CIA snatch trial review set

| Thu, 03/06/2008 - 03:45

A date was set Wednesday for Italy's top court to OK or block a landmark Italian trial into one of the United States' most controversial anti-terrorism practices.

The Constitutional Court will meet on July 8 to consider two opposing arguments about the suspended trial of American and Italian spies for the 2003 'rendition' of Muslim cleric Hassan Mustafa Omar Nasr, also known as Abu Omar.

The Italian government contends that Milan prosecutors overstepped their Constitutional bounds, needlessly exposing agents and straining US-Italian security ties.

The prosecutors reject the argument, saying they were acting within Italian law.

Furthermore, they have asked the top court to force the government to release information on the kidnapping which the government has withheld, citing official-secrecy regulations.

On Wednesday it was also decided that the Constitutional Court hearing will be held behind closed doors, as requested by the government.

The top court was slated to examine the arguments at the end of January but postponed the hearing after the two sides said they would try to reach ''a mutually agreed resolution of the conflict''.

Talks are now proceeding on the basis of prosecutors' willingness to substitute a highly sensitive document with another one containing basically the same information but with the most confidential parts blacked out.

Both side hope to reach a deal to allow the trial to continue before the July deadline.

Another factor hanging over the trial's fate is which government will emerge from April 13-14 elections.

However, the last government led by centre-left Premier Romano Prodi followed essentially the same line as its predecessor headed by centre-right leader and current election favourite Silvio Berlusconi - in power when the cleric was snatched.

In fact it was the Prodi government, not Berlusconi's, which put the matter to the Constitutional Court. The trial - the keenly awaited first judicial examination of rendition - opened in June but was adjourned two weeks later pending the Constitutional Court ruling.

Despite Prodi's taking the same tack as Berlusconi, the case has caused tensions between Italy and the United States.

This was not helped by the fact that the trial opened just hours before US President George W. Bush paid an official visit to Rome.

The 26 CIA agents, including ex-Rome chief Robert Seldon Lady and ex-Milan chief Jeff Castelli, were put on trial in absentia.

The former commander and deputy commander of Italian military intelligence agency SISMI, Niccolo' Pollari and Marco Mancini, are also on trial along with five SISMI agents.

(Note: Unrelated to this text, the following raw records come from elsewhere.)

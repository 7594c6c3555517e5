// Copyright 2024 The amqp-courier Authors
// Licensed under the Apache License, Version 2.0 (the "License");
// you may not use this file except in compliance with the License.
// You may obtain a copy of the License at
//
// http://www.apache.org/licenses/LICENSE-2.0
//
// Unless required by applicable law or agreed to in writing, software
// distributed under the License is distributed on an "AS IS" BASIS,
// WITHOUT WARRANTIES OR CONDITIONS OF ANY KIND, either express or implied.
// See the License for the specific language governing permissions and
// limitations under the License.

//! In-memory stand-ins for the transport and blob-store ports.
//!
//! Both fakes append to a shared event log so tests can assert cross-store
//! ordering (broker decision before stored-document write-back).

#![allow(dead_code)]

use std::collections::{HashMap, VecDeque};
use std::sync::atomic::{AtomicU64, Ordering};
use std::sync::{Arc, Mutex};
use std::time::Duration;

use async_trait::async_trait;
use bytes::Bytes;
use futures::stream::BoxStream;

use amqp_courier::store::{BlobStore, StoreError};
use amqp_courier::transport::{
    AmqpChannel, AmqpConnection, AmqpConnector, BrokerError, Delivery, Publishing, QueueInfo,
};
use amqp_courier::{Courier, Endpoint};

pub type EventLog = Arc<Mutex<Vec<String>>>;

pub fn new_event_log() -> EventLog {
    Arc::new(Mutex::new(Vec::new()))
}

#[derive(Debug, Clone)]
pub struct PublishedFrame {
    pub routing_key: String,
    pub content_type: &'static str,
    pub delivery_mode: u8,
    pub mandatory: bool,
    pub body: Bytes,
}

pub struct BrokerState {
    queues: Mutex<HashMap<String, VecDeque<Delivery>>>,
    next_tag: AtomicU64,
    pub published: Mutex<Vec<PublishedFrame>>,
    pub acked: Mutex<Vec<u64>>,
    pub rejected: Mutex<Vec<(u64, bool)>>,
    pub qos_calls: Mutex<Vec<(u16, bool)>>,
    pub connects: AtomicU64,
    events: EventLog,
}

impl BrokerState {
    /// Creates an empty queue so passive declares succeed.
    pub fn create_queue(&self, name: &str) {
        self.queues
            .lock()
            .unwrap()
            .entry(name.to_string())
            .or_default();
    }

    pub fn frames(&self) -> Vec<PublishedFrame> {
        self.published.lock().unwrap().clone()
    }

    pub fn ack_count(&self) -> usize {
        self.acked.lock().unwrap().len()
    }

    pub fn reject_count(&self) -> usize {
        self.rejected.lock().unwrap().len()
    }

    fn pop(&self, queue: &str) -> Option<Delivery> {
        self.queues.lock().unwrap().get_mut(queue)?.pop_front()
    }
}

/// An in-memory AMQP stand-in: one process-wide broker whose connections and
/// channels all share the same queue state.
pub struct MemoryBroker {
    pub state: Arc<BrokerState>,
}

impl MemoryBroker {
    pub fn new(events: EventLog) -> MemoryBroker {
        MemoryBroker {
            state: Arc::new(BrokerState {
                queues: Mutex::new(HashMap::new()),
                next_tag: AtomicU64::new(0),
                published: Mutex::new(Vec::new()),
                acked: Mutex::new(Vec::new()),
                rejected: Mutex::new(Vec::new()),
                qos_calls: Mutex::new(Vec::new()),
                connects: AtomicU64::new(0),
                events,
            }),
        }
    }
}

#[async_trait]
impl AmqpConnector for MemoryBroker {
    async fn connect(&self, _endpoint: &Endpoint) -> Result<Arc<dyn AmqpConnection>, BrokerError> {
        self.state.connects.fetch_add(1, Ordering::SeqCst);
        Ok(Arc::new(MemoryConnection {
            state: self.state.clone(),
        }))
    }
}

struct MemoryConnection {
    state: Arc<BrokerState>,
}

#[async_trait]
impl AmqpConnection for MemoryConnection {
    async fn open_channel(&self) -> Result<Arc<dyn AmqpChannel>, BrokerError> {
        Ok(Arc::new(MemoryChannel {
            state: self.state.clone(),
        }))
    }
}

struct MemoryChannel {
    state: Arc<BrokerState>,
}

#[async_trait]
impl AmqpChannel for MemoryChannel {
    async fn queue_declare_passive(&self, queue: &str) -> Result<QueueInfo, BrokerError> {
        let queues = self.state.queues.lock().unwrap();
        match queues.get(queue) {
            Some(entries) => Ok(QueueInfo {
                message_count: entries.len() as u32,
                consumer_count: 0,
            }),
            None => Err(BrokerError::MissingQueue(queue.to_string())),
        }
    }

    async fn qos(&self, prefetch_count: u16, global: bool) -> Result<(), BrokerError> {
        self.state
            .qos_calls
            .lock()
            .unwrap()
            .push((prefetch_count, global));
        Ok(())
    }

    async fn publish(
        &self,
        routing_key: &str,
        publishing: Publishing,
        body: Bytes,
    ) -> Result<(), BrokerError> {
        let tag = self.state.next_tag.fetch_add(1, Ordering::SeqCst) + 1;
        {
            let mut queues = self.state.queues.lock().unwrap();
            let queue = queues
                .get_mut(routing_key)
                .ok_or_else(|| BrokerError::Publish(format!("no route to `{routing_key}`")))?;
            queue.push_back(Delivery {
                delivery_tag: tag,
                redelivered: false,
                body: body.clone(),
            });
        }
        self.state.published.lock().unwrap().push(PublishedFrame {
            routing_key: routing_key.to_string(),
            content_type: publishing.content_type,
            delivery_mode: publishing.delivery_mode,
            mandatory: publishing.mandatory,
            body,
        });
        self.state
            .events
            .lock()
            .unwrap()
            .push(format!("publish:{routing_key}"));
        Ok(())
    }

    async fn consume(&self, queue: &str) -> Result<BoxStream<'static, Delivery>, BrokerError> {
        if !self.state.queues.lock().unwrap().contains_key(queue) {
            return Err(BrokerError::Consume(format!("unknown queue `{queue}`")));
        }
        let state = self.state.clone();
        let queue = queue.to_string();
        Ok(Box::pin(futures::stream::unfold(
            (state, queue),
            |(state, queue)| async move {
                loop {
                    if let Some(delivery) = state.pop(&queue) {
                        return Some((delivery, (state, queue)));
                    }
                    tokio::time::sleep(Duration::from_millis(2)).await;
                }
            },
        )))
    }

    async fn ack(&self, delivery_tag: u64) -> Result<(), BrokerError> {
        self.state.acked.lock().unwrap().push(delivery_tag);
        self.state
            .events
            .lock()
            .unwrap()
            .push(format!("ack:{delivery_tag}"));
        Ok(())
    }

    async fn reject(&self, delivery_tag: u64, requeue: bool) -> Result<(), BrokerError> {
        self.state
            .rejected
            .lock()
            .unwrap()
            .push((delivery_tag, requeue));
        self.state
            .events
            .lock()
            .unwrap()
            .push(format!("reject:{delivery_tag}"));
        Ok(())
    }
}

pub struct MemoryBlobStore {
    pub objects: Mutex<HashMap<String, (String, Bytes)>>,
    events: EventLog,
}

impl MemoryBlobStore {
    pub fn new(events: EventLog) -> MemoryBlobStore {
        MemoryBlobStore {
            objects: Mutex::new(HashMap::new()),
            events,
        }
    }

    pub fn object(&self, key: &str) -> Option<Bytes> {
        self.objects.lock().unwrap().get(key).map(|(_, body)| body.clone())
    }

    pub fn is_empty(&self) -> bool {
        self.objects.lock().unwrap().is_empty()
    }
}

#[async_trait]
impl BlobStore for MemoryBlobStore {
    async fn get(&self, key: &str) -> Result<Bytes, StoreError> {
        self.events.lock().unwrap().push(format!("get:{key}"));
        self.objects
            .lock()
            .unwrap()
            .get(key)
            .map(|(_, body)| body.clone())
            .ok_or_else(|| StoreError::NotFound(key.to_string()))
    }

    async fn put(&self, key: &str, content_type: &str, body: Bytes) -> Result<(), StoreError> {
        self.events.lock().unwrap().push(format!("put:{key}"));
        self.objects
            .lock()
            .unwrap()
            .insert(key.to_string(), (content_type.to_string(), body));
        Ok(())
    }
}

/// A courier wired to fresh in-memory fakes.
pub fn memory_courier(events: &EventLog) -> (Courier, Arc<BrokerState>, Arc<MemoryBlobStore>) {
    let broker = Arc::new(MemoryBroker::new(events.clone()));
    let blobs = Arc::new(MemoryBlobStore::new(events.clone()));
    let state = broker.state.clone();
    let courier = Courier::builder()
        .connector(broker)
        .blob_store(blobs.clone())
        .build()
        .unwrap();
    (courier, state, blobs)
}

/// Polls `check` until it holds or a generous timeout elapses.
pub async fn eventually(what: &str, check: impl Fn() -> bool) {
    for _ in 0..1000 {
        if check() {
            return;
        }
        tokio::time::sleep(Duration::from_millis(2)).await;
    }
    panic!("timed out waiting for {what}");
}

NASR CASE 'PERFECT EXAMPLE OF RENDITION'.

Nasr, the former head of Milan's main mosque, disappeared from the northern city on February 17, 2003.

Prosecutors say he was snatched by a team of CIA operatives with SISMI's help and taken via Germany to Egypt to be interrogated.

Nasr, who was under investigation in Italy on suspicion of helping terrorists, was released early last year from an Egyptian jail where he says he was tortured and threatened with rape.

He has demanded millions of euros in compensation from the Italian government.

The prosecution has called more than 100 witnesses including Berlusconi and Prodi.

It also called Dick Marty, head of a Council of Europe (CE) probe which concluded that 100 persons had been kidnapped by the CIA in Europe and rendered to a country where they might be tortured.

Marty has described Nasr's abduction as a ''perfect example of extraordinary rendition''.

The report from Europe's top human rights body claims the US forged a secret deal with NATO in October 2001 to permit the CIA flights and also supply aid to countries threatened by terrorism.

The CE claims the CIA ran secret prisons in Poland and Romania from 2002 to 2005 with the knowledge of the two countries' presidents.

Last year the European Parliament (EP) rapped three countries including Italy for allowing the US to fly terror suspects to foreign locations where they are believed to have been tortured.

The Italian rapporteur in that EP inquiry, MEP Claudio Fava, has also been asked to testify in Milan.

Prosecutors in several other European countries are now probing CIA flights.

The US admits renditions but denies torture.

The US State Department described the EP report as ''unfair, inaccurate and distorted''.

The CIA was first granted permission to use rendition in a presidential directive signed by President Bill Clinton in 1995 and the practice grew sharply after the September 11 terrorist attacks.

The US recently said it had suspended its rendition programme.